When you pray, go to your inner room,close the door, and pray to your Father in secret.And your Father who sees in secret will repay you.
Does it ever seem to you that Lent is a kind of play or skit that we put on each year?
Yesterday, we actors were going about our usual business, studying, praying, socializing, and sinning.
This one was leading a study group
This one was working in Jack’s
This one was preparing a homily
This one was riding around in a laundry cart with a crown on his head
We were just normal, living, breathing, drinking caramel macchiatos and consuming the spicy jambalaya of mediocrity.
But today the curtain is up and the play is on.
The stage setting is different, all wood and sand and bareness. All of the live botanicals have been moved out of sight and now occupy the hallway in front of my door, making third Anselm look a bit like an enchanted forest, without the gnomes.
The music is different. Dirges and songs of weeping, mourning for our sins, wailing our inadequacies and praying for patience from a God who seems to have grown cranky overnight.
The prayers are different, supplication, recto tono, delighted breast beating all in the name of penance for sins that, like the cranky God, seems to have manifested themselves overnight, perhaps the aftermath of too much ingratiating undigested jambalaya.
The food is different. We feast now on crunchy oatmeal and raisins, on gallons of tomato soup poured over the culinary landscape like so much blood on snow. Cheese sandwiches, macaroni and cheese, block o cheese, the dietary staples of the spiritually constipated
Our demeanors are different. Lent is serious; this one is a mess already because he gave up (fill in the blank). The dour mask of insalubriousness has conquered the normalcy of just yesterday.
Spilling our macchiatos and overturning our laundry carts.
The unstable is closed
The vending machines are neglected
Thumbs are blackened
People are holed up in TV rooms watching the Passion of the Christ over and over
The curtain is up and the drama of forty days commences. We all have our part to play. Everyone study your lines.
But Jesus says:
When you fast,do not look gloomy like the hypocrites.They neglect their appearance,so that they may appear to others to be fasting.Amen, I say to you, they have received their reward.
Lent in our typical Catholic observance is very externalized, all gloomy faces and ascetical phylacteries.
But I wonder if Lent cannot, should not be more than an annual pre-passion play?
To me the season of Lent offers us two possibilities for us, for our community and for authentic discipleship.

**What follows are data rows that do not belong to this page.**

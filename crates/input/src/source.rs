//! Keyboard-backed input source.
//!
//! Reads `crossterm` events from the controlling terminal. Key releases, mouse
//! and focus events are skipped without ending the wait; a resize is reported
//! as a redraw request.
//!
//! A termination signal cannot arrive as a key event, so the signal handler sets
//! a shared flag instead. Every wait below checks it between short polls and
//! reports it as [`Input::Interrupt`].

use std::sync::atomic::{AtomicBool, Ordering};
use std::sync::Arc;
use std::time::{Duration, Instant};

use anyhow::Result;
use crossterm::event::{self, Event, KeyEventKind};

use crate::core::{Input, InputSource};
use crate::keymap::KeyMap;

/// Longest single terminal poll, so a raised interrupt flag is seen promptly.
const SIGNAL_CHECK: Duration = Duration::from_millis(50);

pub struct TerminalInput {
    keymap: KeyMap,
    interrupted: Arc<AtomicBool>,
}

impl TerminalInput {
    pub fn new(keymap: KeyMap) -> Self {
        Self {
            keymap,
            interrupted: Arc::new(AtomicBool::new(false)),
        }
    }

    pub fn keymap(&self) -> &KeyMap {
        &self.keymap
    }

    /// Flag for a signal handler to raise; the next wait returns an interrupt.
    pub fn interrupt_flag(&self) -> Arc<AtomicBool> {
        Arc::clone(&self.interrupted)
    }

    fn is_interrupted(&self) -> bool {
        self.interrupted.load(Ordering::Relaxed)
    }

    /// Turn a raw terminal event into game input, if it is one.
    pub fn translate(&self, event: Event) -> Option<Input> {
        match event {
            Event::Key(key) if key.kind != KeyEventKind::Release => Some(self.keymap.resolve(key)),
            Event::Resize(..) => Some(Input::Redraw),
            _ => None,
        }
    }
}

impl InputSource for TerminalInput {
    fn poll(&mut self, timeout: Duration) -> Result<Option<Input>> {
        let deadline = Instant::now() + timeout;
        loop {
            if self.is_interrupted() {
                return Ok(Some(Input::Interrupt));
            }
            let left = deadline.saturating_duration_since(Instant::now());
            if !event::poll(left.min(SIGNAL_CHECK))? {
                if left <= SIGNAL_CHECK {
                    return Ok(None);
                }
                continue;
            }
            if let Some(input) = self.translate(event::read()?) {
                return Ok(Some(input));
            }
        }
    }

    fn wait_for_resume(&mut self) -> Result<Input> {
        loop {
            if self.is_interrupted() {
                return Ok(Input::Interrupt);
            }
            if !event::poll(SIGNAL_CHECK)? {
                continue;
            }
            if let Some(input) = self.translate(event::read()?) {
                return Ok(input);
            }
        }
    }

    // Everything typed during the pause is dropped, Ctrl-C included. A signal
    // cuts the pause short and stays raised for the next poll.
    fn discard_for(&mut self, duration: Duration) -> Result<()> {
        let deadline = Instant::now() + duration;
        loop {
            let left = deadline.saturating_duration_since(Instant::now());
            if left.is_zero() || self.is_interrupted() {
                return Ok(());
            }
            if event::poll(left.min(SIGNAL_CHECK))? {
                event::read()?;
            }
        }
    }
}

First, it offers us the chance to have a clearer vision. Jesus went into the desert for forty days. The desert is a place where a clear head and little baggage are required. Is that not a good image of Lent for us?
Lent is a time to be honest, to say what’s what, to know the truth about our vocations and ourselves, to turn our sight toward inward housekeeping rather than outward stage setting.
Lent is a time to say what is true about myself, my community, my relationship with God. A time for us to put on the spectacles of the real and take off the rose colored glasses of hypocrisy, even innocent hypocrisy.
Lent is a time to go into the inner rooms of our imaginations and look around at what is there. To take an inventory of what is there, to reflect on what is there.
Second, Lent is a time for the renewal of hope. Lent that focuses on Lent and not on the hope of the resurrection is useless. Lent that uses its clarity of vision to see who we truly are, men and women renewed in the resurrected Christ is a blessing
Lent is a time to look forward to our transfiguration. Just as the catechumens are anticipating a change in the waters of the Easter Vigil, so we should anticipate something great. Why? Because God wants to give us something great. God HAS given us something great, something beyond the external diminutions of our practices, something that changes us from within, something beyond the lack of petty abstinences, something that is hoped for and the substance of things hoped for, something that is true to God and true to us, the Body of Christ.
Can this Lent teach us to yearn without compromise for the Body of Christ to be all in all in us? It is no longer I who live but Christ who lives in me, Christ who lives in this community, Christ who breathes in our prayer, Christ who eats our meals, Christ who studies in our classrooms, Christ who suffers with our struggles, Christ who smiles in our joys, Christ who prays in our inner rooms, Christ who walks these halls, Christ who conquers our sin, our pride, our wills.
Can lent teach us to see clearly that we want to see nothing but Him, love no one but Him, worship nothing but Him?
Then Lent becomes more than a spectacle of ascetical actions. It becomes the living drama of the Son of God.
In an acceptable time I heard you,and on the day of salvation I helped you.
Behold, now is a very acceptable time;behold, now is the day of salvation.